Resumen de la undécima fecha: el margen se achica

0
148

Y un día, alguien pudo con Estudiantes. El Banfield de Julio César Falcioni le quitó el invicto al puntero del campeonato y abrió el panorama para el resto de los equipos que están en la pelea por el título. Newells aprovechó y se llevó un triunfazo de la cancha de Colón para ubicarse a solo dos puntos del conjunto platense. Boca, River y Lanús también sumaron de a tres y acortaron diferencias con el líder, así como lo hizo Racing, que demolió a Independiente en el clásico y dejó a Gabriel Milito en una situación compleja.

Golpe al mentón

racingindependiente30-28112016-970x545

Ni Racing ni Independiente llegaron al clásico del domingo en circunstancias ideales. La Academia tuvo una semana mediática en la que Lisandro López expuso críticas al juego del equipo y desnudó diferencias con el Ruso Zielinski, algo a lo que el entrenador le bajó el tono sin desmentirlo. El Rojo, por su parte, arribó al Cilindro con una crisis futbolística de juego y resultados sin un horizonte claro.

El partido dejó secuelas.

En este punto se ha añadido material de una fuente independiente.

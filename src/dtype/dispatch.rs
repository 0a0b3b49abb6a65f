//! DType dispatch
//!
//! The `dispatch_dtype!` macro takes a `DType` value and evaluates a block
//! with `T` bound to the corresponding Rust type. Every dtype has an
//! `Element` implementation, so the match is exhaustive and the macro is an
//! expression.
//!
//! ## Supported Types
//!
//! - `F64` -> `f64`
//! - `F32` -> `f32`
//! - `F16` -> `half::f16`
//! - `BF16` -> `half::bf16`
//! - `I64` / `I32` / `I16` / `I8` -> `i64` / `i32` / `i16` / `i8`
//! - `U64` / `U32` / `U16` / `U8` -> `u64` / `u32` / `u16` / `u8`
//! - `Bool` -> `bool`
//!
//! ```
//! use tensorloop::dispatch_dtype;
//! use tensorloop::dtype::DType;
//!
//! let size = dispatch_dtype!(DType::BF16, T => { std::mem::size_of::<T>() });
//! assert_eq!(size, 2);
//! ```

/// Bind `$T` to the Rust type of `$dtype` and evaluate `$body`.
#[macro_export]
macro_rules! dispatch_dtype {
    ($dtype:expr, $T:ident => $body:block) => {
        match $dtype {
            $crate::dtype::DType::F64 => {
                type $T = f64;
                $body
            }
            $crate::dtype::DType::F32 => {
                type $T = f32;
                $body
            }
            $crate::dtype::DType::F16 => {
                type $T = $crate::dtype::f16;
                $body
            }
            $crate::dtype::DType::BF16 => {
                type $T = $crate::dtype::bf16;
                $body
            }
            $crate::dtype::DType::I64 => {
                type $T = i64;
                $body
            }
            $crate::dtype::DType::I32 => {
                type $T = i32;
                $body
            }
            $crate::dtype::DType::I16 => {
                type $T = i16;
                $body
            }
            $crate::dtype::DType::I8 => {
                type $T = i8;
                $body
            }
            $crate::dtype::DType::U64 => {
                type $T = u64;
                $body
            }
            $crate::dtype::DType::U32 => {
                type $T = u32;
                $body
            }
            $crate::dtype::DType::U16 => {
                type $T = u16;
                $body
            }
            $crate::dtype::DType::U8 => {
                type $T = u8;
                $body
            }
            $crate::dtype::DType::Bool => {
                type $T = bool;
                $body
            }
        }
    };
}

#[cfg(test)]
mod tests {
    use crate::dtype::{DType, Element};

    #[test]
    fn test_dispatch_binds_matching_element() {
        for dt in DType::ALL {
            let bound = dispatch_dtype!(dt, T => { <T as Element>::DTYPE });
            assert_eq!(bound, dt);
            let size = dispatch_dtype!(dt, T => { std::mem::size_of::<T>() });
            assert_eq!(size, dt.size_in_bytes());
        }
    }
}
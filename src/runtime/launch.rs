//! Launch geometry for elementwise kernels

use super::DeviceConfig;
use crate::error::{Error, Result};

/// Execution units per block for elementwise kernels
pub const BLOCK_SIZE: u32 = 128;

/// Elements processed by one execution unit of the strided kernel
pub const THREAD_WORK_SIZE: u32 = 4;

/// Consecutive elements owned by one execution unit of the vectorized kernel
pub const VEC_SIZE: u32 = 4;

/// Grid geometry of a single kernel launch.
#[derive(Debug, Clone, Copy, PartialEq, Eq)]
pub struct LaunchConfig {
    /// Number of blocks
    pub grid_dim: u32,
    /// Execution units per block
    pub block_dim: u32,
    /// Elements handled by each execution unit
    pub elems_per_thread: u32,
}

impl LaunchConfig {
    /// Geometry covering `numel` elements with `BLOCK_SIZE` units per block,
    /// each unit handling `elems_per_thread` elements.
    ///
    /// `numel` must fit the native index; the dispatcher splits larger spaces
    /// before computing geometry.
    pub fn for_elements(numel: usize, elems_per_thread: u32) -> Self {
        let per_block = (BLOCK_SIZE as u64) * (elems_per_thread.max(1) as u64);
        let grid = (numel as u64).div_ceil(per_block);
        Self {
            grid_dim: grid.min(u32::MAX as u64) as u32,
            block_dim: BLOCK_SIZE,
            elems_per_thread,
        }
    }

    /// Total number of execution units in the grid
    #[inline]
    pub fn total_threads(&self) -> u64 {
        self.grid_dim as u64 * self.block_dim as u64
    }

    /// Check the geometry against device limits
    pub fn validate(&self, kernel: &'static str, config: &DeviceConfig) -> Result<()> {
        if self.block_dim == 0 || self.block_dim > config.max_threads_per_block {
            return Err(Error::InvalidLaunch {
                kernel,
                reason: format!(
                    "block_dim {} outside 1..={}",
                    self.block_dim, config.max_threads_per_block
                ),
            });
        }
        if self.grid_dim == 0 || self.grid_dim > config.max_grid_dim {
            return Err(Error::InvalidLaunch {
                kernel,
                reason: format!(
                    "grid_dim {} outside 1..={}",
                    self.grid_dim, config.max_grid_dim
                ),
            });
        }
        if self.elems_per_thread == 0 {
            return Err(Error::InvalidLaunch {
                kernel,
                reason: "elems_per_thread must be positive".to_string(),
            });
        }
        Ok(())
    }
}

/// Position of one execution unit within the grid
#[derive(Debug, Clone, Copy, PartialEq, Eq)]
pub struct ThreadIdx {
    /// Block index within the grid
    pub block: u32,
    /// Thread index within the block
    pub thread: u32,
    /// Threads per block
    pub block_dim: u32,
}

impl ThreadIdx {
    /// Flat index of this unit across the grid
    #[inline]
    pub fn global(&self) -> u64 {
        self.block as u64 * self.block_dim as u64 + self.thread as u64
    }
}

#[cfg(test)]
mod tests {
    use super::*;

    #[test]
    fn test_geometry_covers_all_elements() {
        let cfg = LaunchConfig::for_elements(1000, VEC_SIZE);
        assert_eq!(cfg.block_dim, BLOCK_SIZE);
        // 512 elements per block
        assert_eq!(cfg.grid_dim, 2);

        let cfg = LaunchConfig::for_elements(512, THREAD_WORK_SIZE);
        assert_eq!(cfg.grid_dim, 1);

        let cfg = LaunchConfig::for_elements(1, 1);
        assert_eq!(cfg.grid_dim, 1);
    }

    #[test]
    fn test_validate_rejects_bad_geometry() {
        let device = DeviceConfig::default();
        let mut cfg = LaunchConfig::for_elements(10, 4);
        assert!(cfg.validate("k", &device).is_ok());

        cfg.block_dim = 2048;
        assert!(matches!(
            cfg.validate("k", &device),
            Err(Error::InvalidLaunch { kernel: "k", .. })
        ));

        cfg.block_dim = 128;
        cfg.grid_dim = 0;
        assert!(cfg.validate("k", &device).is_err());
    }

    #[test]
    fn test_thread_global_index() {
        let idx = ThreadIdx {
            block: 3,
            thread: 5,
            block_dim: 128,
        };
        assert_eq!(idx.global(), 389);
    }
}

Lisandro López convirtió dos goles y fue la figura de un equipo que se preocupó por dejar clara su postura ofensiva para correr la discusión de la semana del foco. Pero esconder los problemas es una solución falaz y temporal, que permanecerá solo cuando Racing consiga resultados positivos que alejen la atención de las discrepancias internas.

Aun así, del otro lado las cicatrices son peores. La historia de Milito como jugador en Independiente hace que el 3 a 0 sea solo un golpe al mentón que lo deja tambaleando, pero no knock out. Todavía tiene margen el entrenador, pero el crédito se acorta. Necesita resultados más allá del juego, que no tiene un futuro promisorio. Milito nunca pudo establecer una identidad de equipo con una idea de juego clara, y a eso se le suma un bajón en el nivel de jugadores fundamentales en la estructura. Así, el escenario es complejo: está groggy, pero le quedan un par de rounds para resistir.

Volvió

n_boca_juniors_los_partidos-11297200

El fútbol es un juego de equipo, pero a veces la presencia de una individualidad puede ser más influyente que todo un armado colectivo. Fernando Gago volvió a jugar en primera división tras siete meses. Y Boca sonrió con su regreso. El mediocampista transformó el juego del equipo, que venía alternando buenas presentaciones con otras opacas pero siempre con un juego directo, demasiado dependiente del buen andar de sus jugadores de ataque para progresar en el marcador.

Gago le dio sentido al juego de Boca. Fue el primer pase claro para iniciar los ataques, el equilibrio para manejar los ritmos del juego y el orden para posicionarse en defensa. Con simpleza, mejoró a sus compañeros. Pablo Pérez y Bentancur tuvieron en quien apoyarse y Tevez contó con una fuente constante de pelotas limpias para administrar los avances con criterio.

El saldo negativo de la victoria de Boca en el Nuevo Gasómetro fue la incapacidad que tuvo el equipo para manejar el partido con la ventaja en el segundo tiempo, una característica frecuente en los equipos de Guillermo Barros Schelotto. Gago colabora, pero no es la solución de todos los males.

Del otro lado, a San Lorenzo se le cayó la estantería. Pasó de ser el equipo elogiado por todos por su juego pulcro y atractivo y acabó siendo vilipendiado por su falta de carácter para afrontar los partidos decisivos del semestre. Eliminado de las copas y algo alejado en el campeonato, de todas formas el Ciclón tiene con que ilusionarse. El equipo lo tiene, y en el largo aliento de la temporada es lo más importante.

Sorpresa en el Sur

banfield_1

Todos pudieron celebrar este fin de semana gracias a Banfield. El Taladro le sacó el invicto a Estudiantes con una notable actuación de Walter Erviti, líder eterno de los equipos de Falcioni. Banfield se aprovechó de una performance floja del conjunto dirigido por Nelson Vivas, que dejó de lado los principios que lo llevaron a la cima del campeonato: fue desordenado, poco efectivo y muy permeable en defensa. Con presión en el mediocampo y salida rápida por las bandas, la fórmula pincharrata, el Taladro tomó la ventaja en la primera mitad del partido y luego resistió, con algo de mérito y mucho de fortuna.

La victoria de Banfield abre el torneo justo en el tramo final del año. En el camino hacia 2017 quedan un par de jornadas decisivas con enfrentamientos entre equipos con pretensiones. De esos cruces, siempre quedan marcas. El margen se achica.